La biographe - Evelyne Bloch-Dano
L'idée est partie du film "La passante du Sans-Souci" avec Romy Schneider qui interprète une allemande qui sauve un enfant juif, puis l'épouse de ce rescapé. C'est un film qui fut important pour l'actrice, une autre façon pour elle de régler ses vieux démons et la réponse à une grande question : "comment peut-on être allemande ?".
En fait, Romy Schneider appartient à cette génération née trop tard ou trop tôt et qui doit se dépatouiller des agissements de leurs parents (qui, eux, ont pris le parti de se laver les mains et cultiver le silence pour aller de l'avant).
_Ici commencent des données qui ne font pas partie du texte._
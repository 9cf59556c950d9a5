//! Lifecycle manager
//!
//! Entry point for every operator action. Holds the one [`SecretStore`] all
//! components read from and hands out controllers wired to the same command
//! runner.

use serde::Serialize;
use std::path::{Path, PathBuf};
use std::sync::Arc;
use std::time::Duration;
use tracing::info;

use crate::backup::{BackupEngine, RestoreReport};
use crate::command::{CommandRunner, SystemCommandRunner};
use crate::config::VpnctlConfig;
use crate::docker::DockerController;
use crate::error::VpnctlResult;
use crate::geodata::GeodataUpdater;
use crate::keygen::KeyGenerator;
use crate::links::{self, ClientLink};
use crate::operation::StepLog;
use crate::panel::{HttpPanel, PanelApi, PanelClient, SetupReport};
use crate::port::{self, MigrationReport, PortMigrator};
use crate::secrets::{defaults, keys, SecretRecord, SecretStore};
use crate::template;

/// Opens a panel session for the current store values
pub type PanelFactory =
    Box<dyn Fn(&VpnctlConfig, &SecretStore) -> VpnctlResult<Box<dyn PanelApi>> + Send + Sync>;

#[derive(Debug, Clone, Copy, PartialEq, Eq, Serialize)]
pub enum RotationStep {
    KeysGenerated,
    InboundConfigured,
    HysteriaConfigured,
    StackRestarted,
}

#[derive(Debug, Clone, Serialize)]
pub struct RotationReport {
    pub setup: SetupReport,
    pub links: Vec<ClientLink>,
    pub completed: Vec<RotationStep>,
}

pub struct LifecycleManager {
    config: VpnctlConfig,
    store: SecretStore,
    runner: Arc<dyn CommandRunner>,
    panel_factory: PanelFactory,
    keygen: KeyGenerator,
}

impl LifecycleManager {
    /// Manager acting on the host: real processes, HTTP panel
    pub fn new(config: VpnctlConfig) -> VpnctlResult<Self> {
        let runner: Arc<dyn CommandRunner> = Arc::new(SystemCommandRunner::new());
        let keygen = KeyGenerator::with_default_chain(runner.clone(), &config.docker);
        Self::with_parts(config, runner, Box::new(http_panel), keygen)
    }

    pub fn with_parts(
        config: VpnctlConfig,
        runner: Arc<dyn CommandRunner>,
        panel_factory: PanelFactory,
        keygen: KeyGenerator,
    ) -> VpnctlResult<Self> {
        let store = SecretStore::open(config.env_file())?;
        Ok(Self {
            config,
            store,
            runner,
            panel_factory,
            keygen,
        })
    }

    pub fn config(&self) -> &VpnctlConfig {
        &self.config
    }

    pub fn store(&self) -> &SecretStore {
        &self.store
    }

    fn docker(&self) -> DockerController {
        DockerController::new(
            self.runner.clone(),
            self.config.paths.project_dir.clone(),
            self.config.docker.helper_image.clone(),
        )
    }

    fn panel_client(&self) -> VpnctlResult<PanelClient> {
        let api = (self.panel_factory)(&self.config, &self.store)?;
        Ok(PanelClient::new(
            api,
            self.config.panel.clone(),
            self.config.routing.clone(),
            self.docker(),
        ))
    }

    /// Fresh key pair, client id, short id and passwords into the store
    pub async fn generate_keys(&mut self) -> VpnctlResult<SecretRecord> {
        self.keygen.generate_keys(&mut self.store).await
    }

    pub async fn setup_inbound(&self) -> VpnctlResult<SetupReport> {
        self.panel_client()?.setup_inbound(&self.store).await
    }

    pub fn client_links(&self) -> VpnctlResult<Vec<ClientLink>> {
        links::client_links(&self.store)
    }

    pub async fn update_geodata(&self) -> VpnctlResult<()> {
        GeodataUpdater::new(&self.config, self.runner.clone())
            .update()
            .await
    }

    pub async fn change_hysteria_port(&mut self, input: &str) -> VpnctlResult<MigrationReport> {
        PortMigrator::new(&self.config, self.runner.clone())
            .change_hysteria_port(&mut self.store, input)
            .await
    }

    pub async fn change_panel_port(&mut self, input: &str) -> VpnctlResult<MigrationReport> {
        PortMigrator::new(&self.config, self.runner.clone())
            .change_panel_port(&mut self.store, input)
            .await
    }

    pub async fn create_backup(&self) -> VpnctlResult<PathBuf> {
        BackupEngine::new(&self.config, self.runner.clone())
            .create_backup()
            .await
    }

    /// Restore and pick up the restored secret store
    ///
    /// The store is re-read even when the restore stopped part way, since
    /// `.env` may already have been replaced.
    pub async fn restore_backup(&mut self, archive: &Path) -> VpnctlResult<RestoreReport> {
        let result = BackupEngine::new(&self.config, self.runner.clone())
            .restore_backup(archive)
            .await;
        let reloaded = self.store.reload();
        let report = result?;
        reloaded?;
        Ok(report)
    }

    /// Render the Hysteria2 config for the port currently in the store
    pub fn regenerate_hysteria_config(&self) -> VpnctlResult<()> {
        let port = port::stored_port(&self.store, keys::HYSTERIA_PORT, defaults::HYSTERIA_PORT)?;
        template::render_hysteria_config(
            &self.store,
            &self.config.hysteria_template(),
            &self.config.hysteria_config(),
            port,
        )
    }

    pub async fn restart_stack(&self) -> VpnctlResult<()> {
        self.docker().restart_all().await
    }

    /// Full credential rotation: new secrets pushed to every consumer
    pub async fn rotate_keys(&mut self) -> VpnctlResult<RotationReport> {
        let mut log = StepLog::new("key rotation");

        self.generate_keys()
            .await
            .map_err(|e| log.fail(RotationStep::KeysGenerated, e))?;
        log.mutated("secret store");
        log.complete(RotationStep::KeysGenerated);

        let setup = self
            .setup_inbound()
            .await
            .map_err(|e| log.fail(RotationStep::InboundConfigured, e))?;
        log.mutated("panel inbounds");
        log.complete(RotationStep::InboundConfigured);

        self.regenerate_hysteria_config()
            .map_err(|e| log.fail(RotationStep::HysteriaConfigured, e))?;
        log.mutated("hysteria2 config");
        log.complete(RotationStep::HysteriaConfigured);

        self.restart_stack()
            .await
            .map_err(|e| log.fail(RotationStep::StackRestarted, e))?;
        log.complete(RotationStep::StackRestarted);

        info!("Key rotation complete");
        Ok(RotationReport {
            setup,
            links: self.client_links()?,
            completed: log.into_completed(),
        })
    }
}

fn http_panel(config: &VpnctlConfig, store: &SecretStore) -> VpnctlResult<Box<dyn PanelApi>> {
    let panel = HttpPanel::new(
        PanelClient::base_url(&config.panel, store),
        Duration::from_secs(config.panel.request_timeout_secs),
    )?;
    Ok(Box::new(panel))
}
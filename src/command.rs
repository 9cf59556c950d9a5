//! External command execution
//!
//! Every delegated program (docker, ufw, systemctl, openssl) goes through the
//! [`CommandRunner`] seam so controllers can be exercised without a host.

use async_trait::async_trait;
use std::path::{Path, PathBuf};
use std::process::Stdio;
use std::time::Duration;
use tokio::process::Command;
use tracing::{debug, warn};

use crate::error::{VpnctlError, VpnctlResult};
use crate::validation;

/// A single program invocation
#[derive(Debug, Clone, PartialEq, Eq)]
pub struct Invocation {
    pub program: String,
    pub args: Vec<String>,
    pub cwd: Option<PathBuf>,
    pub timeout: Option<Duration>,
}

impl Invocation {
    pub fn new(program: impl Into<String>) -> Self {
        Self {
            program: program.into(),
            args: Vec::new(),
            cwd: None,
            timeout: None,
        }
    }

    pub fn arg(mut self, arg: impl Into<String>) -> Self {
        self.args.push(arg.into());
        self
    }

    pub fn args<I, S>(mut self, args: I) -> Self
    where
        I: IntoIterator<Item = S>,
        S: Into<String>,
    {
        self.args.extend(args.into_iter().map(Into::into));
        self
    }

    pub fn current_dir(mut self, dir: impl AsRef<Path>) -> Self {
        self.cwd = Some(dir.as_ref().to_path_buf());
        self
    }

    pub fn timeout(mut self, timeout: Duration) -> Self {
        self.timeout = Some(timeout);
        self
    }

    /// Shell-like rendering for logs and error messages
    pub fn command_line(&self) -> String {
        let mut line = self.program.clone();
        for arg in &self.args {
            line.push(' ');
            line.push_str(arg);
        }
        line
    }
}

/// Captured result of a finished program
#[derive(Debug, Clone, Default, PartialEq, Eq)]
pub struct CommandOutput {
    pub code: Option<i32>,
    pub stdout: Vec<u8>,
    pub stderr: Vec<u8>,
}

impl CommandOutput {
    pub fn success(&self) -> bool {
        self.code == Some(0)
    }

    pub fn stdout_lossy(&self) -> String {
        String::from_utf8_lossy(&self.stdout).to_string()
    }

    pub fn stderr_lossy(&self) -> String {
        String::from_utf8_lossy(&self.stderr).to_string()
    }
}

/// Runs external programs
#[async_trait]
pub trait CommandRunner: Send + Sync {
    /// Run to completion and capture output; a non-zero exit is not an error here
    async fn output(&self, invocation: &Invocation) -> VpnctlResult<CommandOutput>;
}

/// Runs programs on the host through `tokio::process`
#[derive(Debug, Default, Clone)]
pub struct SystemCommandRunner;

impl SystemCommandRunner {
    pub fn new() -> Self {
        Self
    }
}

#[async_trait]
impl CommandRunner for SystemCommandRunner {
    async fn output(&self, invocation: &Invocation) -> VpnctlResult<CommandOutput> {
        debug!("Running: {}", invocation.command_line());

        let mut cmd = Command::new(&invocation.program);
        cmd.args(&invocation.args)
            .stdin(Stdio::null())
            .kill_on_drop(true);
        if let Some(cwd) = &invocation.cwd {
            cmd.current_dir(cwd);
        }

        let spawn_error = |e: std::io::Error| VpnctlError::ExternalProcess {
            cmd: invocation.command_line(),
            code: None,
            stderr: e.to_string(),
        };

        let output = match invocation.timeout {
            Some(limit) => tokio::time::timeout(limit, cmd.output())
                .await
                .map_err(|_| VpnctlError::ExternalProcess {
                    cmd: invocation.command_line(),
                    code: None,
                    stderr: format!("timed out after {}s", limit.as_secs()),
                })?
                .map_err(spawn_error)?,
            None => cmd.output().await.map_err(spawn_error)?,
        };

        Ok(CommandOutput {
            code: output.status.code(),
            stdout: output.stdout,
            stderr: output.stderr,
        })
    }
}

/// Run a command whose failure must abort the current operation
pub async fn run_checked(
    runner: &dyn CommandRunner,
    invocation: Invocation,
) -> VpnctlResult<CommandOutput> {
    let output = runner.output(&invocation).await?;
    if !output.success() {
        return Err(VpnctlError::ExternalProcess {
            cmd: invocation.command_line(),
            code: output.code,
            stderr: validation::sanitize_error_message(&output.stderr_lossy()),
        });
    }
    Ok(output)
}

/// Run a command whose failure is only worth a warning
///
/// Returns the warning text when the command did not succeed.
pub async fn run_best_effort(runner: &dyn CommandRunner, invocation: Invocation) -> Option<String> {
    match run_checked(runner, invocation).await {
        Ok(_) => None,
        Err(e) => {
            warn!("{}", e);
            Some(e.to_string())
        }
    }
}


#[cfg(test)]
mod tests {
    use super::testing::RecordingRunner;
    use super::*;

    #[test]
    fn test_command_line_rendering() {
        let inv = Invocation::new("ufw")
            .args(["allow", "8443/udp"])
            .arg("comment")
            .arg("Hysteria2 (Auto)");
        assert_eq!(inv.command_line(), "ufw allow 8443/udp comment Hysteria2 (Auto)");
    }

    #[tokio::test]
    async fn test_run_checked_reports_failure() {
        let runner = RecordingRunner::new();
        runner.fail("ufw", "ERROR: You need to be root");

        let err = run_checked(&runner, Invocation::new("ufw").arg("status"))
            .await
            .unwrap_err();
        match err {
            VpnctlError::ExternalProcess { cmd, code, stderr } => {
                assert_eq!(cmd, "ufw status");
                assert_eq!(code, Some(1));
                assert_eq!(stderr, "ERROR: You need to be root");
            }
            other => panic!("unexpected error: {}", other),
        }
    }

    #[tokio::test]
    async fn test_best_effort_returns_warning() {
        let runner = RecordingRunner::new();
        runner.fail("systemctl", "unit not found");

        let warning = run_best_effort(&runner, Invocation::new("systemctl").args(["restart", "fail2ban"])).await;
        assert!(warning.unwrap().contains("unit not found"));

        let ok = run_best_effort(&runner, Invocation::new("true")).await;
        assert!(ok.is_none());
    }

    #[tokio::test]
    async fn test_system_runner_missing_binary() {
        let runner = SystemCommandRunner::new();
        let err = runner
            .output(&Invocation::new("/nonexistent/vpnctl-test-binary"))
            .await
            .unwrap_err();
        assert!(matches!(err, VpnctlError::ExternalProcess { code: None, .. }));
    }
}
La mère de Romy, particulièrement, a été une courtisane d'Hitler, soupçonnée même d'en avoir été la maîtresse, mais ceci ne sera découvert que tardivement et un peu abruptement par l'actrice.
Normal de se sentir estomaquée, oppressée et soucieuse de bien faire pour effacer l'ardoise.
Evelyne Bloch-Dano nous raconte ce parcours du combattant dans "La biographe". C'est elle, cette biographe, grande enquêtrice des âmes féminines comme Madame Zola, Flora Tristan et Madame Proust. Avec ce film, elle s'aperçoit d'un seul coup qu'elle se sent plus proche de Romy Schneider qu'elle ne s'était imaginée. Le rôle, la vie, le parcours de l'actrice la renvoient à un passé plus intime, plus vibrant de sa propre famille, allemande et juive. A son tour de se poser la question : "Comment peut-on être juive allemande ?".
C'est un constat qui lui donne le frisson. Avec pudeur, comme pour marcher sur des coquilles d'oeufs, Evelyne Bloch-Dano remonte le fil de l'Histoire, la petite et la grande, celle de sa famille, celle de Romy Schneider. Et ce portrait enchâssé donne une lecture prenante de femmes et de familles empêtrées dans des affaires d'identité, de construction de soi (ou de reconstruction), et fatalement d'auto-destruction pour l'une et de dévoilement pour l'autre. "Cet indicible qui nous lie", écrit-elle. Honnêtement, "La biographe" délivre un message déchirant et sans pathos exacerbé. Simplement sublime.